Two Lives Ended After Wrong-way Highway Collision

This case originates from events occurring in early January of 2019. Our client was traveling east on Interstate 30 when the intoxicated driver's vehicle collided with his head-on. According to media reports, she had been traveling the wrong way for more than eight miles at the time of the collision, and never stopped even after police deployed spike strips to slow down her car.

Obviously, given how incredibly hard it is to miss the many warning signs of entering a highway traveling the wrong way, we generally assume that a wrong-way collision involved some sort of intoxication. In this case, that assumption once again turned out to be well-founded. While the at-fault driver also died in the collision, a postmortem toxicology report determined her BAC to be a .238, almost three times the legal limit, and also suggested that she had been under the influence of cannabis.

Posts to social media indicate that the drunk driver visited a brewpub, HopFusion Ale Works, the night of the crash, but that establishment closes at 11 pm, well before the crash occurred at 3:30 am. This makes it reasonably likely that she left HopFusion, possibly already over the legal limit, traveled to another alcohol vendor, and continued drinking for several more hours before finally starting to head home.
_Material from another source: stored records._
// core_graph/src/layer/params.rs

use std::cell::RefCell;
use std::collections::HashMap;
use std::rc::Rc;

use burn::tensor::TensorData;
use indexmap::IndexMap;
use rand::{rngs::StdRng, Rng, SeedableRng};
use tracing::trace;

use crate::tensor::{SharedGraph, Tensor};

/// Таблица параметров сети: слой -> имя параметра -> тензор.
pub type ParamTable = HashMap<String, IndexMap<String, Tensor>>;

/// Параметр слоя.
///
/// Собственный параметр обучается этой сетью. Заимствованный принадлежит
/// базовой сети и в список обучаемых переменных не попадает.
#[derive(Debug, Clone)]
pub struct Param {
    tensor: Tensor,
    owned: bool,
}

impl Param {
    /// Собственный параметр.
    #[must_use]
    pub const fn owned(tensor: Tensor) -> Self {
        Self {
            tensor,
            owned: true,
        }
    }

    /// Параметр, заимствованный у базовой сети.
    #[must_use]
    pub const fn borrowed(tensor: Tensor) -> Self {
        Self {
            tensor,
            owned: false,
        }
    }

    /// Символьный тензор параметра.
    #[must_use]
    pub const fn tensor(&self) -> &Tensor {
        &self.tensor
    }

    /// Обучается ли параметр этой сетью.
    #[must_use]
    pub const fn is_owned(&self) -> bool {
        self.owned
    }
}

/// Выдает параметры слоям.
///
/// Если задана таблица базовой сети, параметр сначала ищется в ней
/// (по имени слоя и имени параметра) и возвращается как заимствованный.
/// Иначе создается новый параметр с инициализацией от детерминированного генератора.
pub struct ParamFactory {
    graph: SharedGraph,
    rng: RefCell<StdRng>,
    shared: Option<Rc<ParamTable>>,
}

impl ParamFactory {
    /// Фабрика новых параметров.
    #[must_use]
    pub fn new(graph: SharedGraph, seed: u64) -> Self {
        Self {
            graph,
            rng: RefCell::new(StdRng::seed_from_u64(seed)),
            shared: None,
        }
    }

    /// Фабрика, заимствующая параметры из таблицы базовой сети.
    #[must_use]
    pub fn sharing(graph: SharedGraph, seed: u64, table: Rc<ParamTable>) -> Self {
        Self {
            shared: Some(table),
            ..Self::new(graph, seed)
        }
    }

    /// Заимствует ли фабрика параметры.
    #[must_use]
    pub const fn is_sharing(&self) -> bool {
        self.shared.is_some()
    }

    /// Весовая матрица `rows x cols` с равномерной инициализацией Глоро.
    #[must_use]
    pub fn weight(&self, layer: &str, name: &str, rows: usize, cols: usize) -> Param {
        if let Some(tensor) = self.lookup(layer, name) {
            return Param::borrowed(tensor);
        }
        #[allow(clippy::cast_precision_loss, clippy::cast_possible_truncation)]
        let limit = (6.0 / (rows + cols).max(1) as f64).sqrt() as f32;
        let values: Vec<f32> = {
            let mut rng = self.rng.borrow_mut();
            (0..rows * cols)
                .map(|_| rng.random_range(-limit..=limit))
                .collect()
        };
        trace!(layer, param = name, rows, cols, "Создана весовая матрица");
        Param::owned(Tensor::parameter(
            &self.graph,
            name,
            TensorData::new(values, vec![rows, cols]),
        ))
    }

    /// Вектор смещений длины `size`, инициализированный нулями.
    #[must_use]
    pub fn bias(&self, layer: &str, name: &str, size: usize) -> Param {
        if let Some(tensor) = self.lookup(layer, name) {
            return Param::borrowed(tensor);
        }
        Param::owned(Tensor::parameter(
            &self.graph,
            name,
            TensorData::new(vec![0.0_f32; size], vec![size]),
        ))
    }

    fn lookup(&self, layer: &str, name: &str) -> Option<Tensor> {
        self.shared
            .as_ref()
            .and_then(|table| table.get(layer))
            .and_then(|params| params.get(name))
            .cloned()
    }
}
Why A Defendant's Drug Use Isn't A Provider's Best Defense

At this point, you might be wondering, "How can you sue a bar for over-serving someone who caused a crash if they had also gotten high around the same time? It's got to be pretty hard to prove that it was the booze and not the pot that caused her to drive the wrong way." This raises an important legal principle that is key to any successful dram shop claim: proving that intoxication by alcohol was the proximate cause of the injuries or deaths sustained, or the event without which they would not have occurred.

In other words, contrary to what some people might suppose, attorneys can't magically turn any case where someone was driving while intoxicated and was injured or killed into a dram shop cause of action. For example, if someone is driving down the road after getting toasted at a bar and another car engaged in street racing plows into theirs, there's no relationship between the alcohol consumption and the injuries, which means there's no dram shop claim.

It's true that when someone consumed other substances as well as alcohol before a crash, it opens up a unique avenue for the alcohol vendor's defense team that they wouldn't otherwise have access to. In that situation, they're entirely within their rights to say, "You can't prove this happened because of the alcohol our client served. It could just as easily have been the Xanax or painkillers they took as a chaser."

However, in our experience, when both alcohol and other drugs are involved in a crash caused by intoxication, alcohol is usually by far the largest contributor to what happened. Obviously, it's never a good idea to get behind the wheel after taking any drug that affects cognition. But your average cannabis high simply isn't enough to make someone think it's a sane idea to drive the wrong way down a limited access highway. That level of obliviousness to reality requires either much stronger drugs or massive amounts of alcohol, which, with the right evidence and expert witnesses, will probably make it fairly straightforward to argue for over-service as the proximate cause.

Obviously, it's appalling and tragic that this woman's terrible decisions resulted in both her death and that of someone else. But it would be equally galling if businesses, who effectively made a promise to us all to serve alcohol responsibly when they got their liquor license, then broke it for the sake of a little extra profit, were able to get away with it more or less scot-free.

As our investigation proceeds, we fully expect to determine which establishments' negligence bear some of the responsibility for these horrific events, so that we can obtain some measure of justice for our clients, as well as deter them from similar behavior in the future.